只見老前輩站了起來,揹着手,走了兩步,說道:“你們夏室即將發生一場宮廷政變!”
“什麼?”夏晚意驚訝地看着老前輩,“誰會發動政變?”
夏國因爲盛景一朝剛被夏永煦發動政變推翻不久,現在又要經歷政變?
真是風水輪流轉?亂了以後,誰都想做皇帝的節奏?!
“你的四皇叔篡得皇位之後,冊封的是長子夏榮爲太子,但是,你會覺得,有人服氣麼?”老前輩負手而立,看着夏晚意問道。

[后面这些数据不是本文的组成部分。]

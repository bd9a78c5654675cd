// SPDX-License-Identifier: GPL-3.0-only

//! Session orchestration
//!
//! [`App`] owns the sensor, the outbound sink, the live [`PipelineConfig`] and
//! the [`Pipeline`]. Input events go through [`App::handle_input`], which
//! swaps in the new config and drives the sensor side effects; [`App::tick`]
//! runs one processing step.

use crate::backends::{FrameSink, Sensor};
use crate::config::Settings;
use crate::constants::tick_interval;
use crate::errors::AppResult;
use crate::pipeline::{InputEvent, Pipeline, PipelineConfig, TickReport, ViewMode};
use std::sync::atomic::{AtomicBool, Ordering};
use std::time::{Duration, Instant};
use tracing::{debug, info, warn};

/// Ticks per second over a sliding one-second window
#[derive(Debug)]
pub struct FpsCounter {
    window_start: Instant,
    ticks_in_window: u32,
    fps: f32,
}

impl Default for FpsCounter {
    fn default() -> Self {
        Self {
            window_start: Instant::now(),
            ticks_in_window: 0,
            fps: 0.0,
        }
    }
}

impl FpsCounter {
    pub fn tick(&mut self) {
        self.ticks_in_window += 1;
        let elapsed = self.window_start.elapsed();
        if elapsed >= Duration::from_secs(1) {
            self.fps = self.ticks_in_window as f32 / elapsed.as_secs_f32();
            self.ticks_in_window = 0;
            self.window_start = Instant::now();
        }
    }

    pub fn fps(&self) -> f32 {
        self.fps
    }
}

pub struct App<S: Sensor, K: FrameSink> {
    source: S,
    sink: K,
    config: PipelineConfig,
    settings: Settings,
    pipeline: Pipeline,
    last_report: Option<TickReport>,
    last_message: Option<String>,
    fps: FpsCounter,
    shut_down: bool,
}

impl<S: Sensor, K: FrameSink> App<S, K> {
    pub fn new(source: S, sink: K, settings: Settings) -> AppResult<Self> {
        let pipeline = Pipeline::new(
            settings.sender.width,
            settings.sender.height,
            settings.blobs,
            settings.point_cloud_step,
        )?;
        Ok(Self {
            source,
            sink,
            config: settings.initial_config(),
            settings,
            pipeline,
            last_report: None,
            last_message: None,
            fps: FpsCounter::default(),
            shut_down: false,
        })
    }

    /// Open the sensor and apply the initial config to it
    pub fn start(&mut self) -> AppResult<()> {
        self.source.open()?;
        self.source.set_near_value_white(self.config.near_value_white);
        if self.source.has_tilt_control()
            && let Err(e) = self.source.set_tilt(self.config.tilt_degrees)
        {
            warn!(error = %e, "Failed to set initial tilt");
        }
        info!(
            near = self.config.near_threshold,
            far = self.config.far_threshold,
            policy = self.config.policy.display_name(),
            "Session started"
        );
        Ok(())
    }

    /// Apply a user action between ticks
    pub fn handle_input(&mut self, event: InputEvent) {
        let previous = self.config;
        self.config = previous.apply_input(event);
        let config = self.config;

        let result = match event {
            InputEvent::TiltUp | InputEvent::TiltDown => {
                if config.tilt_degrees == previous.tilt_degrees {
                    Ok(())
                } else {
                    self.source.set_tilt(config.tilt_degrees)
                }
            }
            InputEvent::OpenSensor => self.source.open().and_then(|()| {
                if self.source.has_tilt_control() {
                    self.source.set_tilt(config.tilt_degrees)
                } else {
                    Ok(())
                }
            }),
            InputEvent::CloseSensor => {
                let reset = if self.source.has_tilt_control() {
                    self.source.set_tilt(0)
                } else {
                    Ok(())
                };
                self.source.close();
                reset
            }
            InputEvent::SetLed(mode) => self.source.set_led(mode),
            InputEvent::ToggleNearWhite => {
                self.source.set_near_value_white(config.near_value_white);
                Ok(())
            }
            InputEvent::TogglePolicy
            | InputEvent::TogglePointCloud
            | InputEvent::NearIncrement
            | InputEvent::NearDecrement
            | InputEvent::FarIncrement
            | InputEvent::FarDecrement => Ok(()),
        };

        match result {
            Ok(()) => {
                debug!(?event, ?config, "Input applied");
                self.last_message = None;
            }
            Err(e) => {
                warn!(?event, error = %e, "Sensor rejected input");
                self.last_message = Some(e.to_string());
            }
        }
    }

    /// Run one processing step
    pub fn tick(&mut self) -> AppResult<TickReport> {
        let report = self
            .pipeline
            .tick(&mut self.source, &mut self.sink, &self.config)?;
        self.fps.tick();
        self.last_report = Some(report);
        Ok(report)
    }

    /// Tick at the configured rate until `stop` is set or `duration` elapses
    pub fn run_headless(&mut self, duration: Option<Duration>, stop: &AtomicBool) -> AppResult<()> {
        let interval = tick_interval(self.settings.frame_rate);
        let started = Instant::now();
        let mut last_log = Instant::now();
        info!(?interval, ?duration, "Running headless");

        while !stop.load(Ordering::SeqCst) {
            if duration.is_some_and(|d| started.elapsed() >= d) {
                break;
            }
            let tick_start = Instant::now();
            let report = self.tick()?;

            if last_log.elapsed() >= Duration::from_secs(5) {
                let stats = self.pipeline.stats();
                info!(
                    fps = self.fps.fps(),
                    blobs = report.blob_count,
                    fresh_frames = stats.fresh_frames,
                    frames_sent = stats.frames_sent,
                    connected = self.source.is_connected(),
                    "Headless status"
                );
                last_log = Instant::now();
            }

            if let Some(remaining) = interval.checked_sub(tick_start.elapsed()) {
                std::thread::sleep(remaining);
            }
        }

        self.shutdown();
        Ok(())
    }

    /// Reset the tilt and close the sensor; safe to call more than once
    pub fn shutdown(&mut self) {
        if self.shut_down {
            return;
        }
        self.shut_down = true;
        if self.source.has_tilt_control()
            && let Err(e) = self.source.set_tilt(0)
        {
            warn!(error = %e, "Failed to reset tilt on exit");
        }
        self.source.close();
        info!(ticks = self.pipeline.stats().ticks, "Session ended");
    }

    /// Human-readable status, one line per control group
    pub fn status_lines(&self) -> Vec<String> {
        let config = &self.config;
        let blobs = self.last_report.map_or(0, |r| r.blob_count);
        let accel = match self.source.accelerometer() {
            Some([x, y, z]) => format!("accel is: {:.2} / {:.2} / {:.2}", x, y, z),
            None => "accelerometer not supported by this device".to_string(),
        };
        let mut lines = vec![
            accel,
            format!(
                "segmentation: {} (press space)",
                config.policy.display_name()
            ),
            format!("near threshold {} (press: + -)", config.near_threshold),
            format!(
                "far threshold {} (press: < >)  blobs found {}, fps: {:.1}",
                config.far_threshold,
                blobs,
                self.fps.fps()
            ),
            format!(
                "press c to close the connection and o to open it again, connection is: {}",
                self.source.is_connected()
            ),
        ];
        if self.source.has_tilt_control() {
            lines.push(format!(
                "press UP and DOWN to change the tilt angle: {} degrees",
                config.tilt_degrees
            ));
        }
        lines.push(format!(
            "press 1-5 & 0 to change the led mode ({}), w for near white ({})",
            config.led_mode, config.near_value_white
        ));
        if config.view_mode == ViewMode::PointCloud {
            lines.push(format!(
                "point cloud: {} points (press p)",
                self.pipeline.cloud().len()
            ));
        } else {
            lines.push("press p to switch to the point cloud".to_string());
        }
        if let Some(message) = &self.last_message {
            lines.push(message.clone());
        }
        lines
    }

    pub fn config(&self) -> &PipelineConfig {
        &self.config
    }

    pub fn settings(&self) -> &Settings {
        &self.settings
    }

    pub fn pipeline(&self) -> &Pipeline {
        &self.pipeline
    }

    pub fn source(&self) -> &S {
        &self.source
    }

    pub fn sink(&self) -> &K {
        &self.sink
    }

    pub fn last_report(&self) -> Option<TickReport> {
        self.last_report
    }

    pub fn fps(&self) -> f32 {
        self.fps.fps()
    }

    /// Error from the last rejected input, cleared by the next success
    pub fn last_message(&self) -> Option<&str> {
        self.last_message.as_deref()
    }
}

impl<S: Sensor, K: FrameSink> Drop for App<S, K> {
    fn drop(&mut self) {
        self.shutdown();
    }
}

#[cfg(test)]
mod tests {
    use super::*;
    use crate::backends::{DepthSource, LedMode};
    use crate::backends::stream::MemorySink;
    use crate::backends::synthetic::SyntheticSource;
    use crate::pipeline::DepthRaster;

    fn app() -> App<SyntheticSource, MemorySink> {
        let raster = DepthRaster::from_rows(&[[0u8, 100], [200, 0]]).unwrap();
        app_with(SyntheticSource::from_raster(raster))
    }

    fn app_with(source: SyntheticSource) -> App<SyntheticSource, MemorySink> {
        let settings = Settings {
            sender: crate::config::SenderSettings {
                width: 4,
                height: 4,
                ..Default::default()
            },
            ..Settings::default()
        };
        App::new(source, MemorySink::default(), settings).unwrap()
    }

    #[test]
    fn test_tilt_reaches_sensor() {
        let mut app = app();
        app.handle_input(InputEvent::TiltUp);
        app.handle_input(InputEvent::TiltUp);
        assert_eq!(app.config().tilt_degrees, 2);
        assert_eq!(app.source().tilt_degrees(), 2);
    }

    #[test]
    fn test_close_resets_sensor_tilt_and_open_restores_it() {
        let mut app = app();
        app.handle_input(InputEvent::TiltDown);
        app.handle_input(InputEvent::CloseSensor);
        assert_eq!(app.source().tilt_degrees(), 0);
        assert!(!app.source().is_connected());
        assert_eq!(app.config().tilt_degrees, -1);

        app.handle_input(InputEvent::OpenSensor);
        assert!(app.source().is_connected());
        assert_eq!(app.source().tilt_degrees(), -1);
    }

    #[test]
    fn test_led_and_near_white_forwarded() {
        let mut app = app();
        app.handle_input(InputEvent::SetLed(LedMode::Red));
        app.handle_input(InputEvent::ToggleNearWhite);
        assert_eq!(app.source().led(), LedMode::Red);
        assert!(!app.source().near_value_white());
    }

    #[test]
    fn test_tick_sends_frame_of_sender_size() {
        let mut app = app();
        app.tick().unwrap();
        let frame = app.sink().last().unwrap();
        assert_eq!((frame.width(), frame.height()), (4, 4));
    }

    #[test]
    fn test_headless_stops_on_flag() {
        let mut app = app();
        let stop = AtomicBool::new(true);
        app.run_headless(None, &stop).unwrap();
        assert!(!app.source().is_connected());
        assert_eq!(app.pipeline().stats().ticks, 0);
    }

    #[test]
    fn test_open_close_without_motor_is_clean() {
        let raster = DepthRaster::from_rows(&[[0u8, 100], [200, 0]]).unwrap();
        let mut app = app_with(SyntheticSource::from_raster(raster).without_motor());

        app.handle_input(InputEvent::CloseSensor);
        assert!(!app.source().is_connected());
        assert_eq!(app.last_message(), None);

        app.handle_input(InputEvent::OpenSensor);
        assert!(app.source().is_connected());
        assert_eq!(app.last_message(), None);

        let lines = app.status_lines();
        assert!(lines.iter().any(|l| l.contains("accelerometer not supported")));
        assert!(!lines.iter().any(|l| l.contains("tilt angle")));
    }

    #[test]
    fn test_rejected_tilt_reported() {
        let raster = DepthRaster::from_rows(&[[0u8, 100], [200, 0]]).unwrap();
        let mut app = app_with(SyntheticSource::from_raster(raster).without_motor());
        app.handle_input(InputEvent::TiltUp);
        assert!(app.last_message().is_some_and(|m| m.contains("tilt")));
    }

    #[test]
    fn test_status_reports_accelerometer() {
        let lines = app().status_lines();
        assert_eq!(lines[0], "accel is: 0.00 / 9.81 / 0.00");
    }

    #[test]
    fn test_status_mentions_thresholds() {
        let app = app();
        let lines = app.status_lines();
        assert!(lines.iter().any(|l| l.contains("near threshold 230")));
        assert!(lines.iter().any(|l| l.contains("far threshold 70")));
    }
}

點了點頭,夏晚意說道:“夏榮雖是長子,卻偏文,如果天下安定,論文治,他最適合不過了,可是方今天下,已然風起雲湧,所以……有些捉襟見肘,尤其在武功之夏章面前!”
分析到這,夏晚意猛然驚醒,說道:“夏章!”
“沒錯!”老前輩接道,“論文治,夏章不及夏榮,論武功,夏榮不及夏章。如今夏章掌握着叛軍一半的兵馬,他豈會服氣?”
“如果真是這樣,他們是在自掘墳墓啊!”夏晚意一拳頭打在桌子上,“他們不知道我盛景大軍和討逆軍都對他們虎視眈眈麼?對了,老前輩,此事當真麼?”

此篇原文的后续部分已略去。